(Stored data entries)
=-=-=
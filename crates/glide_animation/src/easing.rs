//! Easing functions for tweens

use serde::{Deserialize, Serialize};

/// Easing function type
#[derive(Clone, Copy, Debug, Default, PartialEq, Eq, Hash, Serialize, Deserialize)]
#[serde(rename_all = "snake_case")]
pub enum Easing {
    Linear,
    QuadOut,
    /// `(t - 1)^3 + 1`, the standard scroll deceleration curve
    #[default]
    CubicOut,
    CubicInOut,
    QuartOut,
    Smoothstep,
}

impl Easing {
    /// Apply the easing function to a progress value (0.0 to 1.0)
    pub fn apply(&self, t: f64) -> f64 {
        let t = t.clamp(0.0, 1.0);
        match self {
            Easing::Linear => t,
            Easing::QuadOut => 1.0 - (1.0 - t) * (1.0 - t),
            Easing::CubicOut => {
                let p = t - 1.0;
                p * p * p + 1.0
            }
            Easing::CubicInOut => {
                if t < 0.5 {
                    4.0 * t * t * t
                } else {
                    1.0 - (-2.0 * t + 2.0).powi(3) / 2.0
                }
            }
            Easing::QuartOut => 1.0 - (1.0 - t).powi(4),
            Easing::Smoothstep => t * t * (3.0 - 2.0 * t),
        }
    }

    /// Eased progress for `elapsed` seconds into a `duration`-second tween.
    /// A non-positive duration is already complete.
    pub fn ease(&self, elapsed: f64, duration: f64) -> f64 {
        if duration <= 0.0 {
            return 1.0;
        }
        self.apply(elapsed / duration)
    }
}

#[cfg(test)]
mod tests {
    use super::*;

    const ALL: [Easing; 6] = [
        Easing::Linear,
        Easing::QuadOut,
        Easing::CubicOut,
        Easing::CubicInOut,
        Easing::QuartOut,
        Easing::Smoothstep,
    ];

    #[test]
    fn test_endpoints() {
        for easing in ALL {
            assert!(easing.apply(0.0).abs() < 1e-12, "{easing:?}");
            assert!((easing.apply(1.0) - 1.0).abs() < 1e-12, "{easing:?}");
        }
    }

    #[test]
    fn test_cubic_out_midpoint() {
        assert!((Easing::CubicOut.apply(0.5) - 0.875).abs() < 1e-12);
    }

    #[test]
    fn test_ease_zero_duration() {
        assert_eq!(Easing::CubicOut.ease(0.0, 0.0), 1.0);
        assert!((Easing::Linear.ease(0.25, 0.5) - 0.5).abs() < 1e-12);
    }
}
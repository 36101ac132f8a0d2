//! Offset wrapping for looped content
//!
//! Looped content is the logical content repeated [`LOOP_REPLICAS`] times.
//! Jumping by half the replicated size lands on an identical frame, so the
//! offset can be pulled back toward the middle whenever it nears an edge.

use glide_core::Axis;

/// Number of times a loop list repeats its items
pub const LOOP_REPLICAS: usize = 6;

/// Wraps offsets on the loop axis
#[derive(Debug, Clone, Copy, PartialEq)]
pub struct LoopWrapper {
    axis: Option<Axis>,
    epsilon: f64,
}

/// Replicated content along the loop axis
#[derive(Debug, Clone, Copy, PartialEq)]
pub struct LoopSpan {
    /// Full replicated content size
    pub content: f64,
    /// Gap between items along the axis
    pub gap: f64,
    pub overlap: f64,
}

impl LoopSpan {
    /// `(content + gap) / division`
    pub fn part(&self, division: f64) -> f64 {
        (self.content + self.gap) / division
    }

    pub fn half(&self) -> f64 {
        self.part(2.0)
    }

    /// Size of one logical copy of the content
    pub fn period(&self) -> f64 {
        self.part(LOOP_REPLICAS as f64)
    }
}

impl LoopWrapper {
    pub fn new(axis: Option<Axis>, epsilon: f64) -> Self {
        Self { axis, epsilon }
    }

    pub fn axis(&self) -> Option<Axis> {
        self.axis
    }

    pub fn set_axis(&mut self, axis: Option<Axis>) {
        self.axis = axis;
    }

    pub fn applies_to(&self, axis: Axis) -> bool {
        self.axis == Some(axis)
    }

    /// Jump a resting offset away from the edges. Returns the new offset if
    /// it wrapped.
    pub fn check_current(&self, axis: Axis, offset: f64, span: LoopSpan) -> Option<f64> {
        if !self.applies_to(axis) || span.overlap <= 0.0 {
            return None;
        }
        if offset < self.epsilon {
            Some(offset + span.half())
        } else if offset > span.overlap - self.epsilon {
            Some(offset - span.half())
        } else {
            None
        }
    }

    /// Shift a tween's start and target together when the target would
    /// leave the range. Returns the adjusted `(start, target)`.
    pub fn check_target(&self, axis: Axis, start: f64, target: f64, span: LoopSpan) -> (f64, f64) {
        if !self.applies_to(axis) {
            return (start, target);
        }
        let half = span.half();
        let in_range = |v: f64| (0.0..=span.overlap).contains(&v);
        if target < 0.0 && in_range(start + half) {
            (start + half, target + half)
        } else if target > span.overlap && in_range(start - half) {
            (start - half, target - half)
        } else {
            (start, target)
        }
    }

    /// Wrap a requested offset. When the request wraps, the current offset
    /// is moved by whole periods toward it so an animation takes the short
    /// way. Returns `(value, moved_current)`.
    pub fn wrap_new_pos(
        &self,
        axis: Axis,
        value: f64,
        current: f64,
        span: LoopSpan,
    ) -> (f64, Option<f64>) {
        if !self.applies_to(axis) || span.overlap <= 0.0 {
            return (value, None);
        }
        let period = span.period();
        if value < self.epsilon {
            let value = value + span.half();
            if value > current && period > 0.0 {
                let jump = ((value - current) / period).ceil() * period;
                return (value, Some((current + jump).clamp(0.0, span.overlap)));
            }
            (value, None)
        } else if value > span.overlap - self.epsilon {
            let value = value - span.half();
            if value < current && period > 0.0 {
                let jump = ((current - value) / period).ceil() * period;
                return (value, Some((current - jump).clamp(0.0, span.overlap)));
            }
            (value, None)
        } else {
            (value, None)
        }
    }
}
=-=-=
WORK TO COMPLETE
Give back each entry exactly as it was written.

ANSWER BOX
filename crates/glide_animation/src/easing.rs
//! Easing functions for tweens

use serde::{Deserialize, Serialize};

/// Easing function type
#[derive(Clone, Copy, Debug, Default, PartialEq, Eq, Hash, Serialize, Deserialize)]
#[serde(rename_all = "snake_case")]
pub enum Easing {
    Linear,
    QuadOut,
    /// `(t - 1)^3 + 1`, the standard scroll deceleration curve
    #[default]
    CubicOut,
    CubicInOut,
    QuartOut,
    Smoothstep,
}

impl Easing {
    /// Apply the easing function to a progress value (0.0 to 1.0)
    pub fn apply(&self, t: f64) -> f64 {
        let t = t.clamp(0.0, 1.0);
        match self {
            Easing::Linear => t,
            Easing::QuadOut => 1.0 - (1.0 - t) * (1.0 - t),
            Easing::CubicOut => {
                let p = t - 1.0;
                p * p * p + 1.0
            }
            Easing::CubicInOut => {
                if t < 0.5 {
                    4.0 * t * t * t
                } else {
                    1.0 - (-2.0 * t + 2.0).powi(3) / 2.0
                }
            }
            Easing::QuartOut => 1.0 - (1.0 - t).powi(4),
            Easing::Smoothstep => t * t * (3.0 - 2.0 * t),
        }
    }

    /// Eased progress for `elapsed` seconds into a `duration`-second tween.
    /// A non-positive duration is already complete.
    pub fn ease(&self, elapsed: f64, duration: f64) -> f64 {
        if duration <= 0.0 {
            return 1.0;
        }
        self.apply(elapsed / duration)
    }
}

#[cfg(test)]
mod tests {
    use super::*;

    const ALL: [Easing; 6] = [
        Easing::Linear,
        Easing::QuadOut,
        Easing::CubicOut,
        Easing::CubicInOut,
        Easing::QuartOut,
        Easing::Smoothstep,
    ];

    #[test]
    fn test_endpoints() {
        for easing in ALL {
            assert!(easing.apply(0.0).abs() < 1e-12, "{easing:?}");
            assert!((easing.apply(1.0) - 1.0).abs() < 1e-12, "{easing:?}");
        }
    }

    #[test]
    fn test_cubic_out_midpoint() {
        assert!((Easing::CubicOut.apply(0.5) - 0.875).abs() < 1e-12);
    }

    #[test]
    fn test_ease_zero_duration() {
        assert_eq!(Easing::CubicOut.ease(0.0, 0.0), 1.0);
        assert!((Easing::Linear.ease(0.25, 0.5) - 0.5).abs() < 1e-12);
    }
}
repository 36101ac132f8a0d2
//! Offset wrapping for looped content
//!
//! Looped content is the logical content repeated [`LOOP_REPLICAS`] times.
//! Jumping by half the replicated size lands on an identical frame, so the
//! offset can be pulled back toward the middle whenever it nears an edge.

use glide_core::Axis;

/// Number of times a loop list repeats its items
pub const LOOP_REPLICAS: usize = 6;

/// Wraps offsets on the loop axis
#[derive(Debug, Clone, Copy, PartialEq)]
pub struct LoopWrapper {
    axis: Option<Axis>,
    epsilon: f64,
}

/// Replicated content along the loop axis
#[derive(Debug, Clone, Copy, PartialEq)]
pub struct LoopSpan {
    /// Full replicated content size
    pub content: f64,
    /// Gap between items along the axis
    pub gap: f64,
    pub overlap: f64,
}

impl LoopSpan {
    /// `(content + gap) / division`
    pub fn part(&self, division: f64) -> f64 {
        (self.content + self.gap) / division
    }

    pub fn half(&self) -> f64 {
        self.part(2.0)
    }

    /// Size of one logical copy of the content
    pub fn period(&self) -> f64 {
        self.part(LOOP_REPLICAS as f64)
    }
}

impl LoopWrapper {
    pub fn new(axis: Option<Axis>, epsilon: f64) -> Self {
        Self { axis, epsilon }
    }

    pub fn axis(&self) -> Option<Axis> {
        self.axis
    }

    pub fn set_axis(&mut self, axis: Option<Axis>) {
        self.axis = axis;
    }

    pub fn applies_to(&self, axis: Axis) -> bool {
        self.axis == Some(axis)
    }

    /// Jump a resting offset away from the edges. Returns the new offset if
    /// it wrapped.
    pub fn check_current(&self, axis: Axis, offset: f64, span: LoopSpan) -> Option<f64> {
        if !self.applies_to(axis) || span.overlap <= 0.0 {
            return None;
        }
        if offset < self.epsilon {
            Some(offset + span.half())
        } else if offset > span.overlap - self.epsilon {
            Some(offset - span.half())
        } else {
            None
        }
    }

    /// Shift a tween's start and target together when the target would
    /// leave the range. Returns the adjusted `(start, target)`.
    pub fn check_target(&self, axis: Axis, start: f64, target: f64, span: LoopSpan) -> (f64, f64) {
        if !self.applies_to(axis) {
            return (start, target);
        }
        let half = span.half();
        let in_range = |v: f64| (0.0..=span.overlap).contains(&v);
        if target < 0.0 && in_range(start + half) {
            (start + half, target + half)
        } else if target > span.overlap && in_range(start - half) {
            (start - half, target - half)
        } else {
            (start, target)
        }
    }

    /// Wrap a requested offset. When the request wraps, the current offset
    /// is moved by whole periods toward it so an animation takes the short
    /// way. Returns `(value, moved_current)`.
    pub fn wrap_new_pos(
        &self,
        axis: Axis,
        value: f64,
        current: f64,
        span: LoopSpan,
    ) -> (f64, Option<f64>) {
        if !self.applies_to(axis) || span.overlap <= 0.0 {
            return (value, None);
        }
        let period = span.period();
        if value < self.epsilon {
            let value = value + span.half();
            if value > current && period > 0.0 {
                let jump = ((value - current) / period).ceil() * period;
                return (value, Some((current + jump).clamp(0.0, span.overlap)));
            }
            (value, None)
        } else if value > span.overlap - self.epsilon {
            let value = value - span.half();
            if value < current && period > 0.0 {
                let jump = ((current - value) / period).ceil() * period;
                return (value, Some((current - jump).clamp(0.0, span.overlap)));
            }
            (value, None)
        } else {
            (value, None)
        }
    }
}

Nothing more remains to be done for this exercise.